Jadar barely heard the words, but he did recall that tradition allowed the midwife to keep the knife.

"She can have her knife of gold, and you are granted a thousand gold mohurs. But the cord will be cut with a string." This ceremony must be a signal to all India, Jadar told himself, and he tried to recall exactly the tradition started by Akman for newborn Moghul princes. The birth cord of all Akman's three sons was cut with a silken string, then placed in a velvet bag with writings from the Quran, and kept under the new child's pillow for forty days.

The guard salaamed once more, his face in the carpet, and then scurried toward the door, praising Allah. As Jadar rose and made his way toward the corridor, a chant of "Jadar-o-Akbar," "Jadar is Great," rose from the cheering Rajputs. Every man knew that with an heir, the prince was at last ready to claim his birthright. And they would fight beside him for it.

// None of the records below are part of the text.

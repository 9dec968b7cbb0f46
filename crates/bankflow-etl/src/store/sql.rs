//! Dynamic SQL shared by the tier stores. Table and column names come from
//! the static entity layouts, never from input data.

use crate::entity::{natural_key_cmp, ColumnKind, Entity};
use crate::error::{EtlError, EtlResult};
use crate::record::{FieldValue, StagingRow, TypedRecord};
use chrono::NaiveDate;
use sqlx::query::Query;
use sqlx::sqlite::{Sqlite, SqliteArguments, SqlitePool, SqliteRow};
use sqlx::Row;
use std::collections::HashSet;

pub(super) type SqliteQuery<'q> = Query<'q, Sqlite, SqliteArguments<'q>>;

pub(super) fn placeholders(count: usize) -> String {
    vec!["?"; count].join(", ")
}

pub(super) fn typed_column_list(entity: Entity) -> String {
    entity
        .typed_columns()
        .iter()
        .map(|c| c.name)
        .collect::<Vec<_>>()
        .join(", ")
}

pub(super) fn insert_typed_sql(entity: Entity, table: &str) -> String {
    format!(
        "INSERT INTO {} ({}) VALUES ({})",
        table,
        typed_column_list(entity),
        placeholders(entity.typed_columns().len())
    )
}

pub(super) fn select_typed_sql(entity: Entity, table: &str) -> String {
    format!("SELECT {} FROM {}", typed_column_list(entity), table)
}

pub(super) fn bind_field<'q>(query: SqliteQuery<'q>, value: &FieldValue) -> SqliteQuery<'q> {
    match value {
        FieldValue::Null => query.bind(None::<String>),
        FieldValue::Text(s) => query.bind(s.clone()),
        FieldValue::Integer(v) => query.bind(*v),
        FieldValue::Real(v) => query.bind(*v),
        FieldValue::Date(d) => query.bind(d.format("%Y-%m-%d").to_string()),
        FieldValue::Boolean(v) => query.bind(*v),
    }
}

pub(super) fn bind_record<'q>(mut query: SqliteQuery<'q>, record: &TypedRecord) -> SqliteQuery<'q> {
    for value in &record.values {
        query = bind_field(query, value);
    }
    query
}

pub(super) fn decode_typed(entity: Entity, table: &str, row: &SqliteRow) -> EtlResult<TypedRecord> {
    let mut values = Vec::with_capacity(entity.typed_columns().len());
    for spec in entity.typed_columns() {
        let value = match spec.kind {
            ColumnKind::Text => row.try_get::<Option<String>, _>(spec.name)?.into(),
            ColumnKind::Integer => row.try_get::<Option<i64>, _>(spec.name)?.into(),
            ColumnKind::Real => row.try_get::<Option<f64>, _>(spec.name)?.into(),
            ColumnKind::Boolean => row.try_get::<Option<bool>, _>(spec.name)?.into(),
            ColumnKind::Date => match row.try_get::<Option<String>, _>(spec.name)? {
                None => FieldValue::Null,
                Some(raw) => NaiveDate::parse_from_str(&raw, "%Y-%m-%d")
                    .map(FieldValue::Date)
                    .map_err(|_| EtlError::Decode {
                        table: table.to_string(),
                        column: spec.name.to_string(),
                        value: raw,
                    })?,
            },
        };
        values.push(value);
    }

    let natural_key = values
        .first()
        .and_then(FieldValue::as_text)
        .map(str::to_string)
        .ok_or_else(|| EtlError::Decode {
            table: table.to_string(),
            column: entity.key_column().to_string(),
            value: "NULL".to_string(),
        })?;

    Ok(TypedRecord {
        entity,
        natural_key,
        values,
    })
}

pub(super) fn decode_raw(entity: Entity, row: &SqliteRow) -> EtlResult<StagingRow> {
    let values = entity
        .raw_columns()
        .iter()
        .map(|column| row.try_get::<Option<String>, _>(*column))
        .collect::<Result<Vec<_>, _>>()?;
    let natural_key: String = row.try_get(entity.key_column())?;
    Ok(StagingRow {
        entity,
        natural_key,
        values,
    })
}

pub(super) async fn count_rows(pool: &SqlitePool, table: &str) -> EtlResult<u64> {
    let count: i64 = sqlx::query_scalar(&format!("SELECT COUNT(*) FROM {}", table))
        .fetch_one(pool)
        .await?;
    Ok(u64::try_from(count).unwrap_or_default())
}

pub(super) async fn key_set(pool: &SqlitePool, entity: Entity, table: &str) -> EtlResult<HashSet<String>> {
    let keys: Vec<String> =
        sqlx::query_scalar(&format!("SELECT {} FROM {}", entity.key_column(), table))
            .fetch_all(pool)
            .await?;
    Ok(keys.into_iter().collect())
}

pub(super) async fn fetch_typed_by_key(
    pool: &SqlitePool,
    entity: Entity,
    table: &str,
    natural_key: &str,
) -> EtlResult<Option<TypedRecord>> {
    let sql = format!("{} WHERE {} = ?", select_typed_sql(entity, table), entity.key_column());
    let row = sqlx::query(&sql)
        .bind(natural_key)
        .fetch_optional(pool)
        .await?;
    row.map(|row| decode_typed(entity, table, &row)).transpose()
}

pub(super) async fn fetch_typed_all(
    pool: &SqlitePool,
    entity: Entity,
    table: &str,
) -> EtlResult<Vec<TypedRecord>> {
    let rows = sqlx::query(&select_typed_sql(entity, table))
        .fetch_all(pool)
        .await?;
    let mut records = rows
        .iter()
        .map(|row| decode_typed(entity, table, row))
        .collect::<EtlResult<Vec<_>>>()?;
    records.sort_by(|a, b| natural_key_cmp(&a.natural_key, &b.natural_key));
    Ok(records)
}

#[cfg(test)]
mod tests {
    use super::*;

    #[test]
    fn test_generated_sql() {
        assert_eq!(placeholders(3), "?, ?, ?");
        assert_eq!(
            insert_typed_sql(Entity::Branch, "branches"),
            "INSERT INTO branches (branch_id, branch_name, city, state, manager_name, region) \
             VALUES (?, ?, ?, ?, ?, ?)"
        );
        assert!(select_typed_sql(Entity::Transaction, "transformed_transactions")
            .ends_with("FROM transformed_transactions"));
    }
}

Mumtaz lay against a bolster, a fresh scarf tied around her head and a roller bound about her abdomen, taking a draft of strong, garlic-scented asafetida gum as Jadar came into the room. He immediately knew she was well, for this anti-cold precaution was taken only after the placenta was expelled and the mother's well-being assured. Next to her side was a box of betel leaves, rolled especially with myrrh to purge the taste of the asafetida.

"My congratulations, Highness." The dai salaamed awkwardly from the bedside. "May it please you to know the child is blind of an eye."

Jadar stared at her dumbfounded, then remembered she was a local Hindu midwife, from Gujarat province, where the birth of a boy is never spoken of, lest the gods grow jealous of the parents' good fortune and loose the Evil Eye. Instead, boys were announced by declaring the child blind in one eye. No precautions against divine jealousy were thought necessary for a girl child, a financial liability no plausible god would covet.

The dai returned to washing Mumtaz's breasts, stroking them carefully with wet blades of grass. Jadar knew this local ritual was believed to ensure fortune for the child and he did not interrupt. He merely returned Mumtaz's weak smile and strode to the silver basin resting by the bedside, where another midwife was washing his new son in a murky mixture of gram flour and water.

The frightened woman dried off the child, brushed his head with perfumed oil, and placed him on a thin pillow of quilted calico for Jadar to see. He was red and wrinkled and his dark eyes were startled. But he was a prince.